Côté religion, Jean-Yves Hameline souligne l’importance de la musique dans le décorum voulu par le culte post-tridentin. Certes le discours religieux demeure souvent empreint d’une certaine méfiance envers le caractère voluptueux de la musique, source insidieuse de péché. Mais la musique s’affirme comme moyen d’aviver la foi et d’atteindre la communion avec Dieu. La musique est désormais vue sans équivoque comme un moyen non de distraire l’attention du fidèle mais au contraire de la renforcer.
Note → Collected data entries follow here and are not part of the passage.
//! Sink writers
//!
//! `GuardedWriter` wraps any `MakeWriter` so that a failing sink never
//! reaches application code. `MemorySink` collects output for tests.

use std::io::{self, Write};
use std::sync::atomic::{AtomicBool, Ordering};
use std::sync::Arc;

use parking_lot::Mutex;
use tracing::Metadata;
use tracing_subscriber::fmt::MakeWriter;

/// Swallows write errors, reporting the first one on stderr
#[derive(Debug)]
pub struct GuardedWriter<M> {
    inner: M,
    failed: Arc<AtomicBool>,
}

impl<M> GuardedWriter<M> {
    pub fn new(inner: M) -> Self {
        Self {
            inner,
            failed: Arc::new(AtomicBool::new(false)),
        }
    }

    /// Handle that turns `true` once any write has failed
    pub fn failure_flag(&self) -> Arc<AtomicBool> {
        Arc::clone(&self.failed)
    }
}

impl<'a, M: MakeWriter<'a>> MakeWriter<'a> for GuardedWriter<M> {
    type Writer = Guarded<'a, M::Writer>;

    fn make_writer(&'a self) -> Self::Writer {
        Guarded {
            inner: self.inner.make_writer(),
            failed: &self.failed,
        }
    }

    fn make_writer_for(&'a self, meta: &Metadata<'_>) -> Self::Writer {
        Guarded {
            inner: self.inner.make_writer_for(meta),
            failed: &self.failed,
        }
    }
}

/// Writer handed out by [`GuardedWriter`]
pub struct Guarded<'a, W> {
    inner: W,
    failed: &'a AtomicBool,
}

impl<W> Guarded<'_, W> {
    fn report(&self, err: &io::Error) {
        if !self.failed.swap(true, Ordering::Relaxed) {
            // Best effort; a broken stderr has nowhere left to report to
            let _ = writeln!(
                io::stderr(),
                "envlog: log sink write failed, dropping records: {}",
                err
            );
        }
    }
}

impl<W: Write> Write for Guarded<'_, W> {
    fn write(&mut self, buf: &[u8]) -> io::Result<usize> {
        match self.inner.write(buf) {
            Ok(n) => Ok(n),
            Err(e) => {
                self.report(&e);
                Ok(buf.len())
            }
        }
    }

    fn write_all(&mut self, buf: &[u8]) -> io::Result<()> {
        if let Err(e) = self.inner.write_all(buf) {
            self.report(&e);
        }
        Ok(())
    }

    fn flush(&mut self) -> io::Result<()> {
        if let Err(e) = self.inner.flush() {
            self.report(&e);
        }
        Ok(())
    }
}

/// Shared in-memory buffer sink for testing
///
/// Clones share the same buffer, so keep one clone and hand the other to
/// [`Logger::with_writer`](super::Logger::with_writer).
#[derive(Debug, Clone, Default)]
pub struct MemorySink {
    buf: Arc<Mutex<Vec<u8>>>,
}

impl MemorySink {
    pub fn new() -> Self {
        Self::default()
    }

    /// Everything written so far
    pub fn contents(&self) -> String {
        String::from_utf8_lossy(&self.buf.lock()).into_owned()
    }

    /// Written output split into lines
    pub fn lines(&self) -> Vec<String> {
        self.contents().lines().map(str::to_string).collect()
    }

    pub fn clear(&self) {
        self.buf.lock().clear();
    }
}

impl Write for MemorySink {
    fn write(&mut self, buf: &[u8]) -> io::Result<usize> {
        self.buf.lock().extend_from_slice(buf);
        Ok(buf.len())
    }

    fn flush(&mut self) -> io::Result<()> {
        Ok(())
    }
}

impl<'a> MakeWriter<'a> for MemorySink {
    type Writer = MemorySink;

    fn make_writer(&'a self) -> Self::Writer {
        self.clone()
    }
}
Elle ne s’isole pas cependant pas dans un caractère « sacré », puisque le monde n’existe que dans sa dimension religieuse. Aussi les plus grands compositeurs (en particulier Charpentier) composent-ils aussi bien de la musique destinée aux offices qu’à la cour. De leur côté, les religieux (et en particulier les Jésuites, qui s’investissent dans l’éducation des classes aisées) n’hésitent pas à créer des événements musicaux. C’est dans ce contexte que ce développe le « petit motet », apporté d’Italie par le franciscain Henry du Mont.
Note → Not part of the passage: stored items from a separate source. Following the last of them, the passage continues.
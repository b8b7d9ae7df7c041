//! Environment-configured logger
//!
//! `Logger` owns one sink, chosen by [`Transport`], behind its own
//! `tracing` dispatcher. Records are handed to that dispatcher directly and
//! never go through the thread or global default, so several loggers can
//! coexist in one process, and a host subscriber may call into envlog from
//! its own callbacks.
//!
//! ```no_run
//! use envlog_core::{Log, Logger};
//!
//! // LOG_FILTER=debug LOG_TRANSPORT=file LOG_FILENAME=/var/log/app.log
//! let logger = Logger::from_env()?;
//! logger.info("listening on %s", &["0.0.0.0:8080".into()]);
//! logger.debug("suppressed by LOG_FILTER", &[]);
//! # Ok::<(), envlog_core::LoggerError>(())
//! ```

use std::error::Error;
use std::fmt::Write as _;

use tracing::Dispatch;
use tracing_subscriber::filter::filter_fn;
use tracing_subscriber::fmt::MakeWriter;
use tracing_subscriber::layer::SubscriberExt;

use super::console::console_writer;
use super::file_logger::FileSink;
use super::level::{Level, LevelSet};
use super::record::{dispatch_record, RecordFormat};
use super::traits::Log;
use super::writer::GuardedWriter;
use crate::config::{LogConfig, Transport};
use crate::error::LoggerResult;
use crate::format::{format_or_raw, Arg};

/// Leveled logger built from a [`LogConfig`]
#[derive(Debug)]
pub struct Logger {
    config: LogConfig,
    dispatch: Dispatch,
}

impl Logger {
    /// Build the sink named by `config`
    ///
    /// Configuration warnings (unknown filter levels, unknown transport) are
    /// logged once at warn level through the new sink.
    ///
    /// # Errors
    ///
    /// Returns [`LoggerError::OpenLogFile`](crate::LoggerError::OpenLogFile)
    /// if the file transport cannot open its file.
    pub fn new(config: LogConfig) -> LoggerResult<Self> {
        let dispatch = match config.transport() {
            Transport::Console => build_dispatch(config.filter(), console_writer(), true),
            Transport::File { filename } => {
                build_dispatch(config.filter(), FileSink::open(filename)?, false)
            }
        };

        Ok(Self::assemble(config, dispatch))
    }

    /// Build from the process environment
    pub fn from_env() -> LoggerResult<Self> {
        Self::new(LogConfig::from_env()?)
    }

    /// Build over a caller-supplied writer, ignoring the configured transport
    ///
    /// The level filter still applies. `ansi` controls level colors.
    pub fn with_writer<W>(config: LogConfig, writer: W, ansi: bool) -> Self
    where
        W: for<'a> MakeWriter<'a> + Send + Sync + 'static,
    {
        let dispatch = build_dispatch(config.filter(), writer, ansi);
        Self::assemble(config, dispatch)
    }

    fn assemble(config: LogConfig, dispatch: Dispatch) -> Self {
        let logger = Self { config, dispatch };
        for warning in logger.config.warnings() {
            logger.warn(&warning.to_string(), &[]);
        }
        logger
    }

    /// Replace this logger with one built from `config`
    ///
    /// On error the current logger is left untouched.
    pub fn reset(&mut self, config: LogConfig) -> LoggerResult<()> {
        *self = Self::new(config)?;
        Ok(())
    }

    /// Re-read the process environment and rebuild
    pub fn reload_from_env(&mut self) -> LoggerResult<()> {
        self.reset(LogConfig::from_env()?)
    }

    pub fn config(&self) -> &LogConfig {
        &self.config
    }

    /// Whether records at `level` reach the sink
    pub fn is_enabled(&self, level: Level) -> bool {
        self.config.is_enabled(level)
    }

    fn emit(&self, level: Level, text: &str) {
        dispatch_record(&self.dispatch, level, text);
    }
}

impl Log for Logger {
    fn log(&self, level: Level, message: &str, args: &[Arg]) {
        if !self.is_enabled(level) {
            return;
        }
        self.emit(level, &format_or_raw(message, args));
    }

    fn error(&self, message: &str, err: Option<&dyn Error>) {
        if !self.is_enabled(Level::Error) {
            return;
        }

        let mut text = message.to_string();
        if let Some(err) = err {
            append_error_chain(&mut text, err);
        }
        self.emit(Level::Error, &text);
    }
}

/// `": <err>"`, then `"; caused by: <source>"` for each source
fn append_error_chain(text: &mut String, err: &dyn Error) {
    let _ = write!(text, ": {}", err);
    let mut source = err.source();
    while let Some(cause) = source {
        let _ = write!(text, "; caused by: {}", cause);
        source = cause.source();
    }
}

fn build_dispatch<W>(filter: LevelSet, writer: W, ansi: bool) -> Dispatch
where
    W: for<'a> MakeWriter<'a> + Send + Sync + 'static,
{
    let levels = filter_fn(move |metadata| {
        Level::from_tracing(metadata.level()).is_some_and(|level| !filter.contains(level))
    });
    let layer = tracing_subscriber::fmt::layer()
        .with_ansi(ansi)
        .event_format(RecordFormat)
        .with_writer(GuardedWriter::new(writer));

    Dispatch::new(tracing_subscriber::registry().with(levels).with(layer))
}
Le magnifique article de Jean Duron sur « cette musique charmante du siècle des héros » décrypte brillamment les caractéristiques et les évolutions de la musique tout au long du règne. A son début existaient déjà plusieurs formations : les Vingt-Quatre Violons, les chanteurs et les instruments de la Chambre, les vents des Ecuries, les chœurs de la Chapelle. Elles n’étaient réunies qu’épisodiquement, lors des grandes cérémonies civiles ou religieuse. A partir de 1682, date de l’installation officielle de la Cour à Versailles, leur réunion devient la règle. Ainsi, à l’opposé de l’orchestre « classique » du XIXème siècle avec ses solistes, les instruments sont toujours intégrés par groupes entiers, que l’on fait taire par moment pour obtenir les effets recherchés. C’est le timbre -et non le thème, qui n’apparaîtra qu’au XVIIIème- qui structure la composition. Au plan vocal, les polyphonies s’articulent autour des voix graves, avec une seule « voix de dessus », à l’inverse de l’usage italien, comme le remarque déjà Lecerf de la Viéville. L’impression de majesté qui s’en dégage (et que l’on peut rapprocher en peinture des « clairs-obscurs » de Georges de la Tour) impressionne les contemporains. Elle devient ainsi une caractéristique de la musique française en Europe, aucune autre cour ne possédant de moyens équivalents, de sorte que cette musique ne pouvait s’exécuter hors de France, comme le note Sébastien de Brossard à Meaux. S’appuyant sur d’aussi formidables moyens, les compositeurs ont compris le pouvoir émotionnel de la musique, suscitant les passions puis les faisant s’évanouir. En matière de chant, les ornements se développent et s’enrichissent, mais les difficultés à codifier et noter ces « tours de gosier » font que les compositeurs se plaignent maintes fois d’être trahis, tandis que les chanteurs se plaignent de ne pouvoir exécuter les airs de manière fiable ! Mais dans les années 1690 Etienne Loulié invente le chronomètre, qui permet de déterminer le tempo, et en 1701 Brossard développe dans son Dictionnaire de la Musique son intuition de la cadence.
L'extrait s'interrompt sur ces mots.